> **PROBLEM**
Considering the entries that follow, report how many lines include the string "WsStream", giving the number alone.

> **Stored data**
______
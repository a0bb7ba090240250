//! STOMP connection over a tokio-tungstenite WebSocket.
//!
//! ## Structure
//!
//! The handshake (CONNECT / CONNECTED) runs inline in `StompConnector::open`.
//! After that the socket is split and driven by two tasks:
//!
//! - writer: forwards frames queued by the connection and sends heart-beats
//! - reader: decodes incoming frames and forwards them over an mpsc channel
//!
//! The reader stops (and `recv` yields `None`) when the socket closes, errors,
//! or stays silent for twice the negotiated incoming heart-beat interval.

use std::time::Duration;

use async_trait::async_trait;
use futures_util::{
    SinkExt, StreamExt,
    stream::{SplitSink, SplitStream},
};
use tokio::{
    net::TcpStream,
    sync::mpsc,
    task::JoinHandle,
    time::{Instant, Interval, MissedTickBehavior, timeout},
};
use tokio_tungstenite::{
    MaybeTlsStream, WebSocketStream, connect_async, tungstenite::protocol::Message,
};
use url::Url;

use crate::domain::{Connector, Delivery, Transport, TransportError};

use super::{
    frame::{Command, Frame, FrameError, decode_all},
    heartbeat::{HeartBeat, NegotiatedHeartBeat},
};

type WsStream = WebSocketStream<MaybeTlsStream<TcpStream>>;

const ACCEPT_VERSION: &str = "1.2,1.1,1.0";
const DEFAULT_CONNECT_TIMEOUT: Duration = Duration::from_secs(10);
const DEFAULT_HEART_BEAT_MS: u64 = 10_000;
const RECEIPT_TIMEOUT: Duration = Duration::from_secs(2);

/// Opens STOMP connections to one WebSocket endpoint
#[derive(Debug, Clone)]
pub struct StompConnector {
    endpoint: Url,
    heart_beat: HeartBeat,
    connect_timeout: Duration,
}

impl StompConnector {
    pub fn new(endpoint: Url) -> Self {
        Self {
            endpoint,
            heart_beat: HeartBeat::new(DEFAULT_HEART_BEAT_MS, DEFAULT_HEART_BEAT_MS),
            connect_timeout: DEFAULT_CONNECT_TIMEOUT,
        }
    }

    pub fn with_heart_beat(mut self, heart_beat: HeartBeat) -> Self {
        self.heart_beat = heart_beat;
        self
    }

    pub fn with_connect_timeout(mut self, connect_timeout: Duration) -> Self {
        self.connect_timeout = connect_timeout;
        self
    }

    pub fn endpoint(&self) -> &Url {
        &self.endpoint
    }

    fn host(&self) -> &str {
        self.endpoint.host_str().unwrap_or("localhost")
    }
}

#[async_trait]
impl Connector for StompConnector {
    type Transport = StompConnection;

    async fn open(&self) -> Result<StompConnection, TransportError> {
        tracing::debug!("Opening WebSocket to {}", self.endpoint);

        let (mut ws, _response) =
            timeout(self.connect_timeout, connect_async(self.endpoint.as_str()))
                .await
                .map_err(|_| TransportError::Timeout(format!("connecting to {}", self.endpoint)))?
                .map_err(|e| TransportError::Connect(e.to_string()))?;

        let connect = Frame::new(Command::Connect)
            .with_header("accept-version", ACCEPT_VERSION)
            .with_header("host", self.host())
            .with_header("heart-beat", self.heart_beat.to_header());
        ws.send(frame_message(&connect))
            .await
            .map_err(|e| TransportError::Connect(e.to_string()))?;

        let connected = timeout(self.connect_timeout, await_connected(&mut ws))
            .await
            .map_err(|_| TransportError::Timeout("waiting for CONNECTED".to_string()))??;

        let server_heart_beat = connected
            .header("heart-beat")
            .map(HeartBeat::parse)
            .transpose()
            .map_err(|e| TransportError::Protocol(e.to_string()))?
            .unwrap_or_default();
        let negotiated = self.heart_beat.negotiate(server_heart_beat);

        tracing::info!(
            "STOMP session established (version {}, heart-beat {:?})",
            connected.header("version").unwrap_or("1.0"),
            negotiated
        );

        Ok(StompConnection::start(ws, negotiated))
    }
}

async fn await_connected(ws: &mut WsStream) -> Result<Frame, TransportError> {
    while let Some(message) = ws.next().await {
        let message = message.map_err(|e| TransportError::Connect(e.to_string()))?;
        if let Message::Close(close) = &message {
            return Err(TransportError::Connect(format!(
                "server closed the socket during handshake: {:?}",
                close
            )));
        }
        let frames = decode_message(&message).map_err(|e| TransportError::Protocol(e.to_string()))?;
        for frame in frames {
            match frame.command() {
                Command::Connected => return Ok(frame),
                Command::Error => return Err(TransportError::Rejected(error_summary(&frame))),
                other => tracing::debug!("Ignoring {} frame before CONNECTED", other),
            }
        }
    }
    Err(TransportError::Closed)
}

/// Frames received by the reader task
#[derive(Debug)]
enum Inbound {
    Message(Delivery),
    Receipt(String),
    Error(String),
}

/// An established STOMP session
pub struct StompConnection {
    outgoing: mpsc::UnboundedSender<Message>,
    inbound: mpsc::UnboundedReceiver<Inbound>,
    next_subscription: u32,
    next_receipt: u32,
    reader: JoinHandle<()>,
    writer: JoinHandle<()>,
}

impl StompConnection {
    fn start(ws: WsStream, heart_beat: NegotiatedHeartBeat) -> Self {
        let (sink, stream) = ws.split();
        let (outgoing_tx, outgoing_rx) = mpsc::unbounded_channel();
        let (inbound_tx, inbound_rx) = mpsc::unbounded_channel();

        let writer = tokio::spawn(write_loop(sink, outgoing_rx, heart_beat.outgoing));
        let reader = tokio::spawn(read_loop(stream, inbound_tx, heart_beat.incoming));

        Self {
            outgoing: outgoing_tx,
            inbound: inbound_rx,
            next_subscription: 0,
            next_receipt: 0,
            reader,
            writer,
        }
    }

    fn send_frame(&self, frame: &Frame) -> Result<(), TransportError> {
        tracing::trace!("Sending {} frame", frame.command());
        self.outgoing
            .send(frame_message(frame))
            .map_err(|_| TransportError::Closed)
    }

    async fn await_receipt(&mut self, receipt: &str) -> bool {
        while let Some(inbound) = self.inbound.recv().await {
            match inbound {
                Inbound::Receipt(id) if id == receipt => return true,
                other => tracing::debug!("Dropping {:?} while waiting for receipt", other),
            }
        }
        false
    }
}

#[async_trait]
impl Transport for StompConnection {
    async fn subscribe(&mut self, destination: &str) -> Result<(), TransportError> {
        let id = format!("sub-{}", self.next_subscription);
        self.next_subscription += 1;

        let frame = Frame::new(Command::Subscribe)
            .with_header("id", id)
            .with_header("destination", destination)
            .with_header("ack", "auto");
        self.send_frame(&frame)
    }

    async fn publish(&mut self, destination: &str, body: String) -> Result<(), TransportError> {
        let frame = Frame::new(Command::Send)
            .with_header("destination", destination)
            .with_header("content-type", "application/json")
            .with_body(body);
        self.send_frame(&frame)
    }

    async fn recv(&mut self) -> Option<Result<Delivery, TransportError>> {
        loop {
            match self.inbound.recv().await? {
                Inbound::Message(delivery) => return Some(Ok(delivery)),
                Inbound::Error(message) => return Some(Err(TransportError::Protocol(message))),
                Inbound::Receipt(id) => tracing::debug!("Ignoring unexpected receipt '{}'", id),
            }
        }
    }

    async fn close(&mut self) -> Result<(), TransportError> {
        let receipt = format!("disconnect-{}", self.next_receipt);
        self.next_receipt += 1;

        let frame = Frame::new(Command::Disconnect).with_header("receipt", receipt.clone());
        let sent = self.send_frame(&frame);
        if sent.is_ok() {
            match timeout(RECEIPT_TIMEOUT, self.await_receipt(&receipt)).await {
                Ok(true) => tracing::debug!("DISCONNECT acknowledged"),
                _ => tracing::debug!("No RECEIPT for DISCONNECT, closing anyway"),
            }
        }

        // The writer exits after forwarding the close frame.
        let _ = self.outgoing.send(Message::Close(None));
        if timeout(RECEIPT_TIMEOUT, &mut self.writer).await.is_err() {
            self.writer.abort();
        }
        self.reader.abort();

        sent
    }
}

impl Drop for StompConnection {
    fn drop(&mut self) {
        self.reader.abort();
        self.writer.abort();
    }
}

async fn write_loop(
    mut sink: SplitSink<WsStream, Message>,
    mut outgoing: mpsc::UnboundedReceiver<Message>,
    heart_beat: Option<Duration>,
) {
    let mut ticker = heart_beat.and_then(|period| {
        let start = Instant::now().checked_add(period)?;
        let mut ticker = tokio::time::interval_at(start, period);
        ticker.set_missed_tick_behavior(MissedTickBehavior::Delay);
        Some(ticker)
    });

    loop {
        let next = tokio::select! {
            message = outgoing.recv() => message,
            _ = tick(&mut ticker) => Some(Message::Text(String::from("\n").into())),
        };
        let Some(message) = next else {
            break;
        };

        let closing = matches!(message, Message::Close(_));
        if let Err(e) = sink.send(message).await {
            tracing::warn!("WebSocket write error: {}", e);
            break;
        }
        if closing {
            break;
        }
    }
}

async fn tick(ticker: &mut Option<Interval>) {
    match ticker {
        Some(ticker) => {
            ticker.tick().await;
        }
        None => std::future::pending().await,
    }
}

async fn read_loop(
    mut stream: SplitStream<WsStream>,
    inbound: mpsc::UnboundedSender<Inbound>,
    heart_beat: Option<Duration>,
) {
    let silence_limit = heart_beat.and_then(|period| period.checked_mul(2));

    loop {
        let next = match silence_limit {
            Some(limit) => match timeout(limit, stream.next()).await {
                Ok(next) => next,
                Err(_) => {
                    tracing::warn!("No data from broker for {:?}, connection lost", limit);
                    break;
                }
            },
            None => stream.next().await,
        };

        let message = match next {
            Some(Ok(message)) => message,
            Some(Err(e)) => {
                tracing::warn!("WebSocket read error: {}", e);
                break;
            }
            None => break,
        };

        if let Message::Close(close) = &message {
            tracing::info!("Broker closed the connection: {:?}", close);
            break;
        }

        let frames = match decode_message(&message) {
            Ok(frames) => frames,
            Err(e) => {
                tracing::warn!("Dropping undecodable STOMP data: {}", e);
                continue;
            }
        };

        for frame in frames {
            let forwarded = match frame.command() {
                Command::Message => match delivery(&frame) {
                    Some(delivery) => Inbound::Message(delivery),
                    None => continue,
                },
                Command::Receipt => {
                    Inbound::Receipt(frame.header("receipt-id").unwrap_or_default().to_string())
                }
                Command::Error => Inbound::Error(error_summary(&frame)),
                other => {
                    tracing::debug!("Ignoring unexpected {} frame", other);
                    continue;
                }
            };
            if inbound.send(forwarded).is_err() {
                return;
            }
        }
    }
}

fn delivery(frame: &Frame) -> Option<Delivery> {
    let body = match frame.body_text() {
        Ok(body) => body.to_string(),
        Err(e) => {
            tracing::warn!("Dropping MESSAGE with non-text body: {}", e);
            return None;
        }
    };
    Some(Delivery {
        destination: frame.header("destination").unwrap_or_default().to_string(),
        body,
    })
}

fn error_summary(frame: &Frame) -> String {
    let message = frame.header("message").unwrap_or("broker error");
    match frame.body_text().map(str::trim) {
        Ok(details) if !details.is_empty() => format!("{}: {}", message, details),
        _ => message.to_string(),
    }
}

fn frame_message(frame: &Frame) -> Message {
    match String::from_utf8(frame.encode()) {
        Ok(text) => Message::Text(text.into()),
        Err(e) => Message::Binary(e.into_bytes().into()),
    }
}

fn decode_message(message: &Message) -> Result<Vec<Frame>, FrameError> {
    match message {
        Message::Text(text) => decode_all(text.as_str().as_bytes()),
        Message::Binary(data) => decode_all(data),
        _ => Ok(Vec::new()),
    }
}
______
> **FINISHED EXERCISE**
5